Kennengelernt hatten wir uns im Reisebüro, wo sie erst kürzlich als polyglotte Mitarbeiterin angeheuert hatte. Und von ihrem freundlichen Lächeln, ihrer rassigen Erscheinung, ihrem ausdrucksvollem Gesicht war ich, ich will es gestehen, sofort fasziniert. Besonders angetan hatten es mir ihre großen, strahlenden dunklen Augen, sogenannte „Rehaugen“.
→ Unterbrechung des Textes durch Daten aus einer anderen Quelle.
use actix_web::{HttpRequest, HttpResponse, Result as ActixResult};

use super::{CourseService, load_course};
use crate::cache::{ObjectCache, get_json, insert_json};
use crate::errors::{CourseAppError, Result};
use crate::models::{ApiResponse, ErrorCode, courses::entities::CourseStats};
use crate::storage::Storage;
use crate::utils::{error_response, error_response_with};

// 统计结果缓存时间（秒）
const STATS_CACHE_TTL: u64 = 60;

fn stats_cache_key(course_id: i64) -> String {
    format!("course_stats:{course_id}")
}

/// 学生或导师变化后清除统计缓存
pub(crate) async fn invalidate_stats(cache: Option<&dyn ObjectCache>, course_id: i64) {
    if let Some(cache) = cache {
        cache.remove(&stats_cache_key(course_id)).await;
    }
}

pub async fn get_course_stats(
    storage: &dyn Storage,
    cache: Option<&dyn ObjectCache>,
    course_id: i64,
) -> Result<CourseStats> {
    let key = stats_cache_key(course_id);
    if let Some(cache) = cache
        && let Some(stats) = get_json::<CourseStats>(cache, &key).await
    {
        return Ok(stats);
    }

    load_course(storage, course_id).await?;
    let stats = storage.get_course_stats(course_id).await?;

    if let Some(cache) = cache {
        insert_json(cache, key, &stats, STATS_CACHE_TTL).await;
    }
    Ok(stats)
}

pub async fn handle_get_stats(
    service: &CourseService,
    course_id: i64,
    request: &HttpRequest,
) -> ActixResult<HttpResponse> {
    let storage = service.get_storage(request);
    let cache = service.get_cache(request);

    match get_course_stats(storage.as_ref(), cache.as_deref(), course_id).await {
        Ok(stats) => Ok(HttpResponse::Ok().json(ApiResponse::success(stats, "Success"))),
        Err(e @ CourseAppError::NotFound(_)) => {
            Ok(error_response_with(&e, ErrorCode::CourseNotFound))
        }
        Err(e) => Ok(error_response(&e)),
    }
}
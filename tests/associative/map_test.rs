/*!
 * Unique Map Tests
 */

use guarded_collections::{CollectionError, ConcurrentHashMap, ConcurrentMap, GuardConfig};
use pretty_assertions::assert_eq;
use std::collections::BTreeMap;

#[test]
fn test_duplicate_insert_keeps_value() {
    let map: ConcurrentMap<i32, &str> = ConcurrentMap::new();
    assert!(map.insert(1, "a"));
    assert!(map.insert(2, "b"));

    assert!(!map.insert(1, "c"));
    assert_eq!(map.get(&1), Some("a"));

    assert_eq!(map.remove(&2), 1);
    assert_eq!(map.len(), 1);
    assert!(!map.contains(&2));
}

#[test]
fn test_hash_map_read_after_write() {
    let map: ConcurrentHashMap<String, Vec<u8>> = ConcurrentHashMap::new();
    map.insert("blob".to_string(), vec![1, 2, 3]);

    assert!(map.contains(&"blob".to_string()));
    assert_eq!(map.get(&"blob".to_string()), Some(vec![1, 2, 3]));
    assert_eq!(map.count(&"blob".to_string()), 1);
    assert_eq!(map.count(&"other".to_string()), 0);
}

#[test]
fn test_at_never_inserts() {
    let map: ConcurrentMap<&str, u32> = ConcurrentMap::new();

    assert_eq!(map.at(&"missing"), Err(CollectionError::KeyNotFound));
    assert!(map.is_empty());

    assert_eq!(map.get_or_insert_default("missing"), 0);
    assert_eq!(map.at(&"missing"), Ok(0));
}

#[test]
fn test_upsert_and_update() {
    let map: ConcurrentMap<&str, i64> = ConcurrentMap::new();
    assert_eq!(map.set("balance", 100), None);
    assert_eq!(map.update(&"balance", |b| {
        *b -= 30;
        *b
    }), Some(70));
    assert_eq!(map.set("balance", 5), Some(70));
    assert_eq!(map.update(&"absent", |b| *b), None);
}

#[test]
fn test_ordered_for_each() {
    let map: ConcurrentMap<u32, char> = [(3, 'c'), (1, 'a'), (2, 'b')].into_iter().collect();

    let mut keys = Vec::new();
    map.for_each(|k, _| keys.push(*k));
    assert_eq!(keys, vec![1, 2, 3]);
}

#[test]
fn test_erase_and_find_and_erase() {
    let map: ConcurrentHashMap<u32, u32> = (0..20).map(|n| (n, n * n)).collect();

    assert_eq!(map.erase(|_, v| *v > 100), 9);
    assert_eq!(map.len(), 11);

    let taken = map.find_and_erase(|k, _| *k == 10);
    assert_eq!(taken, Some((10, 100)));
    assert_eq!(map.find_and_erase(|k, _| *k == 10), None);
    assert_eq!(map.len(), 10);
}

#[test]
fn test_snapshot_is_detached() {
    let map = ConcurrentMap::with_config(BTreeMap::from([(1, 1)]), GuardConfig::named("detached"));
    let copy = map.snapshot();
    map.insert(2, 2);

    assert_eq!(copy.len(), 1);
    assert_eq!(map.len(), 2);
    assert_eq!(map.insert_many([(3, 3), (2, 0)]), 1);
}
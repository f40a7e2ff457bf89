/*!
 * Stress Harness
 *
 * Readers sum a guarded container while one writer keeps adding and removing
 * a marker element. Each whole-container traversal runs under one shared
 * section, so every sum must equal either the base total or the base total
 * plus the marker. Anything else is a torn read.
 */

use crate::associative::ConcurrentHashMap;
use crate::core::GuardConfig;
use crate::monitoring::env_flag;
use miette::Diagnostic;
use crate::sequence::ConcurrentVec;
use std::str::FromStr;
use std::sync::atomic::{AtomicBool, AtomicU64, Ordering};
use std::sync::Barrier;
use std::thread;
use std::time::{Duration, Instant};
use thiserror::Error;
use tracing::{info, warn};

/// Stress run configuration
#[derive(Debug, Clone, Copy, PartialEq, Eq)]
pub struct StressConfig {
    /// Concurrent reader threads
    pub readers: usize,
    /// Insert/erase pairs for the writer, and the minimum number of
    /// traversals per reader (readers keep going until the writer finishes)
    pub iterations: usize,
    /// Elements present before the run starts
    pub elements: usize,
    /// Wrap every critical section in a timed span
    pub trace_sections: bool,
}

impl Default for StressConfig {
    fn default() -> Self {
        Self {
            readers: 4,
            iterations: 10_000,
            elements: 1_000,
            trace_sections: false,
        }
    }
}

impl StressConfig {
    /// Defaults overridden by `STRESS_READERS`, `STRESS_ITERATIONS`,
    /// `STRESS_ELEMENTS` and `STRESS_TRACE_SECTIONS`
    pub fn from_env() -> Self {
        let defaults = Self::default();
        Self {
            readers: env_or("STRESS_READERS", defaults.readers),
            iterations: env_or("STRESS_ITERATIONS", defaults.iterations),
            elements: env_or("STRESS_ELEMENTS", defaults.elements),
            trace_sections: env_flag("STRESS_TRACE_SECTIONS", defaults.trace_sections),
        }
    }

    fn guard_config(&self, name: &'static str) -> GuardConfig {
        let config = GuardConfig::named(name);
        if self.trace_sections {
            config.traced()
        } else {
            config
        }
    }
}

fn env_or<T>(key: &str, default: T) -> T
where
    T: FromStr + Copy + std::fmt::Debug,
{
    match std::env::var(key) {
        Ok(raw) => raw.trim().parse().unwrap_or_else(|_| {
            warn!(key, value = %raw, ?default, "Invalid stress setting, using default");
            default
        }),
        Err(_) => default,
    }
}

/// Outcome of one stress scenario
#[derive(Debug, Clone, PartialEq, Eq)]
pub struct StressReport {
    pub scenario: &'static str,
    /// Sums taken by all readers
    pub observed: u64,
    /// Sums that saw the marker, proving readers overlapped the writer
    pub post_mutation: u64,
    /// Sums matching neither the pre- nor the post-insert total
    pub torn: u64,
    pub elapsed: Duration,
}

impl StressReport {
    pub fn is_clean(&self) -> bool {
        self.torn == 0
    }

    /// At least one reader observed the writer's intermediate state
    pub fn overlapped(&self) -> bool {
        self.post_mutation > 0
    }
}

/// Failed stress run, rendered by miette from the binary
#[derive(Error, Debug, Clone, PartialEq, Eq, Diagnostic)]
pub enum StressError {
    #[error("{torn} torn reads observed across {scenarios} scenario(s)")]
    #[diagnostic(
        code(stress::torn_reads),
        help("A traversal saw a partially applied write. Every whole-container read must run under one shared section.")
    )]
    TornReads { scenarios: usize, torn: u64 },
}

/// Fold scenario reports into one verdict
pub fn verdict(reports: &[StressReport]) -> Result<(), StressError> {
    let failed: Vec<&StressReport> = reports.iter().filter(|report| !report.is_clean()).collect();
    if failed.is_empty() {
        return Ok(());
    }
    Err(StressError::TornReads {
        scenarios: failed.len(),
        torn: failed.iter().map(|report| report.torn).sum(),
    })
}

struct Tally {
    observed: AtomicU64,
    post_mutation: AtomicU64,
    torn: AtomicU64,
}

impl Tally {
    fn new() -> Self {
        Self {
            observed: AtomicU64::new(0),
            post_mutation: AtomicU64::new(0),
            torn: AtomicU64::new(0),
        }
    }

    fn record(&self, sum: u64, base: u64, marker: u64) {
        self.observed.fetch_add(1, Ordering::Relaxed);
        if sum == base + marker {
            self.post_mutation.fetch_add(1, Ordering::Relaxed);
        } else if sum != base {
            self.torn.fetch_add(1, Ordering::Relaxed);
        }
    }

    fn report(self, scenario: &'static str, started: Instant) -> StressReport {
        let report = StressReport {
            scenario,
            observed: self.observed.into_inner(),
            post_mutation: self.post_mutation.into_inner(),
            torn: self.torn.into_inner(),
            elapsed: started.elapsed(),
        };
        info!(
            scenario,
            observed = report.observed,
            post_mutation = report.post_mutation,
            torn = report.torn,
            elapsed_ms = report.elapsed.as_millis() as u64,
            "Stress scenario finished"
        );
        report
    }
}

/// Sum a `ConcurrentVec` from `readers` threads while a writer pushes and
/// erases a marker element
pub fn run_sequence_stress(config: &StressConfig) -> StressReport {
    let elements = config.elements as u64;
    let vec = ConcurrentVec::with_config(
        (1..=elements).collect(),
        config.guard_config("stress.sequence"),
    );
    let base: u64 = (1..=elements).sum();
    let marker = elements + 1;
    let tally = Tally::new();

    info!(
        readers = config.readers,
        iterations = config.iterations,
        elements,
        "Starting sequence stress"
    );
    let started = Instant::now();

    let start_line = Barrier::new(config.readers + 1);
    let writer_done = AtomicBool::new(false);

    thread::scope(|scope| {
        scope.spawn(|| {
            start_line.wait();
            for _ in 0..config.iterations {
                vec.push_back(marker);
                thread::yield_now();
                vec.erase(|&value| value == marker);
            }
            writer_done.store(true, Ordering::Release);
        });

        for _ in 0..config.readers {
            scope.spawn(|| {
                start_line.wait();
                let mut sums = 0;
                while sums < config.iterations || !writer_done.load(Ordering::Acquire) {
                    let mut sum = 0;
                    vec.for_each(|value| sum += value);
                    tally.record(sum, base, marker);
                    sums += 1;
                }
            });
        }
    });

    tally.report("sequence", started)
}

/// Sum the values of a `ConcurrentHashMap` from `readers` threads while a
/// writer inserts and removes a marker entry
pub fn run_map_stress(config: &StressConfig) -> StressReport {
    let elements = config.elements as u64;
    let map: ConcurrentHashMap<u64, u64> = ConcurrentHashMap::with_config(
        (0..elements).map(|key| (key, key + 1)).collect(),
        config.guard_config("stress.map"),
    );
    let base: u64 = (1..=elements).sum();
    let marker = elements + 1;
    let tally = Tally::new();

    info!(
        readers = config.readers,
        iterations = config.iterations,
        elements,
        "Starting map stress"
    );
    let started = Instant::now();

    let start_line = Barrier::new(config.readers + 1);
    let writer_done = AtomicBool::new(false);

    thread::scope(|scope| {
        scope.spawn(|| {
            start_line.wait();
            for _ in 0..config.iterations {
                map.insert(marker, marker);
                thread::yield_now();
                map.remove(&marker);
            }
            writer_done.store(true, Ordering::Release);
        });

        for _ in 0..config.readers {
            scope.spawn(|| {
                start_line.wait();
                let mut sums = 0;
                while sums < config.iterations || !writer_done.load(Ordering::Acquire) {
                    let mut sum = 0;
                    map.for_each(|_, value| sum += value);
                    tally.record(sum, base, marker);
                    sums += 1;
                }
            });
        }
    });

    tally.report("map", started)
}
Das Vergnügen, ihren Anblick zu genießen, hatte ich zu meinem Bedauern allerdings nur selten, noch seltener das Vergnügen, mit ihr zu sprechen. Ich selber bin ja kein fester Mitarbeiter des Reisebüros, sondern „nur“ einer der Reiseleiter. Daher kannte ich von ihr nicht viel mehr als ihren reichlich exotischen Namen: Nasrin Muhi ad-Din. Sie stammt nämlich aus dem Iran.
Näher kamen wir uns erst während einer Griechenlandreise, die ich leitete und an der Nasrin teilnahm, übrigens auf Anraten des Chefs.
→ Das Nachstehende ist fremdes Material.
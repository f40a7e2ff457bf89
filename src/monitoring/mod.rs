/*!
 * Monitoring
 * Structured tracing for critical sections
 */

mod tracer;

pub(crate) use tracer::env_flag;
pub use tracer::{init_tracing, CriticalSection};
In meiner Reisegruppe befand sich nämlich eine liebe Freundin von mir (eigentlich von meiner Frau und mir). Sie hieß Judith und war alleinstehend. (Keine Ahnung, warum sie sich noch keinen gefunden hatte; sie war weder unattraktiv noch unsympathisch.) Sie hatte sich allein angemeldet, war aber nicht bereit, für ein Einzelzimmer aufzuzahlen. Und nun konnte der Chef dieses kleine Problem lösen, indem er ihr Nasrin als Zimmerpartnerin zuteilte.
Heute besteigt man bekanntlich einfach ein Flugzeug und erreicht schon nach kaum mehr als zwei Stunden das Land, wo die Zitronen blühen und der Ouzo wächst. Doch die Griechenlandreise, von der hier die Rede ist, fand schon in prähistorischen Zeiten statt, also in der Vor-Handy-Ära, als Österreich lediglich durch zwei Grenzen von Griechenland getrennt war, konkret, 1980. Damals benutzte man, im Gegensatz zu heute, zumeist den direkten Landweg durch Jugoslawien oder den kombinierten Land- und Seeweg über Italien.
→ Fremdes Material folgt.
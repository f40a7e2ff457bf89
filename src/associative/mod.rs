/*!
 * Associative Adapters
 *
 * Lock-guarded maps and sets, ordered or hashed, unique or multi-key.
 * Hashed variants default to `ahash::RandomState`.
 */

mod map;
mod set;

pub use map::MapAdapter;
pub use set::SetAdapter;

use crate::shape::{BTreeMultiMap, BTreeMultiSet, HashMultiMap, HashMultiSet};
use ahash::RandomState;
use std::collections::{BTreeMap, BTreeSet, HashMap, HashSet};

/// Key-ordered map, one value per key
pub type ConcurrentMap<K, V> = MapAdapter<BTreeMap<K, V>>;

/// Hash-ordered map, one value per key
pub type ConcurrentHashMap<K, V, S = RandomState> = MapAdapter<HashMap<K, V, S>>;

/// Key-ordered map, any number of values per key
pub type ConcurrentMultiMap<K, V> = MapAdapter<BTreeMultiMap<K, V>>;

/// Hash-ordered map, any number of values per key
pub type ConcurrentHashMultiMap<K, V, S = RandomState> = MapAdapter<HashMultiMap<K, V, S>>;

/// Ordered set
pub type ConcurrentSet<T> = SetAdapter<BTreeSet<T>>;

/// Hash-ordered set
pub type ConcurrentHashSet<T, S = RandomState> = SetAdapter<HashSet<T, S>>;

/// Ordered set of repeatable elements
pub type ConcurrentMultiSet<T> = SetAdapter<BTreeMultiSet<T>>;

/// Hash-ordered set of repeatable elements
pub type ConcurrentHashMultiSet<T, S = RandomState> = SetAdapter<HashMultiSet<T, S>>;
Dies war also auch unsere Reiseroute: Hin durch Jugoslawien, zurück über Italien. Und unser Fortbewegungsmittel war ein komfortabler Reisebus, gelenkt von einem lustigen Typ namens Sebastian. Aber er ließ sich lieber Wastl nennen. Das klang in seinen Ohren lustiger und volkstümlicher.
Da Judith, wie gesagt, eng mit mir befreundet war, wohlgemerkt, rein platonisch – ich war ja ein treuer Ehemann – und mit Nasrin ein Zimmer teilte, hatte es sich von allem Anfang an eingebürgert, dass ich während dieser Reise nach jedem Abendessen mit den beiden noch einen gemütlichen Abendspaziergang unternahm. Und dabei löste sich für mich das Rätsel um Nasrins Nachnamen. Denn von meinen Reisen in orientalische Länder wusste ich, dass Muhi ad-Din kein persischer, sondern ein arabischer Name ist. Das ist Nasrin zwar auch. Aber arabische Vornamen sind, in auffallendem Gegensatz zu den Nachnamen, im Iran gang und gäbe.
Eigentlich hätte ich’s mir ja gleich denken können. Sie ist, so erzählte sie, mit einem Ägypter verheiratet.
„Wir waren Kommilitonen, studierten beide Medizin, waren beide fremd in Österreich, stammten beide aus dem gleichen Kulturkreis. So lernten wir uns kennen. Er war sehr arm, ich war sehr reich.“
„Sehr reich?“, wiederholte Judith, sichtlich verblüfft.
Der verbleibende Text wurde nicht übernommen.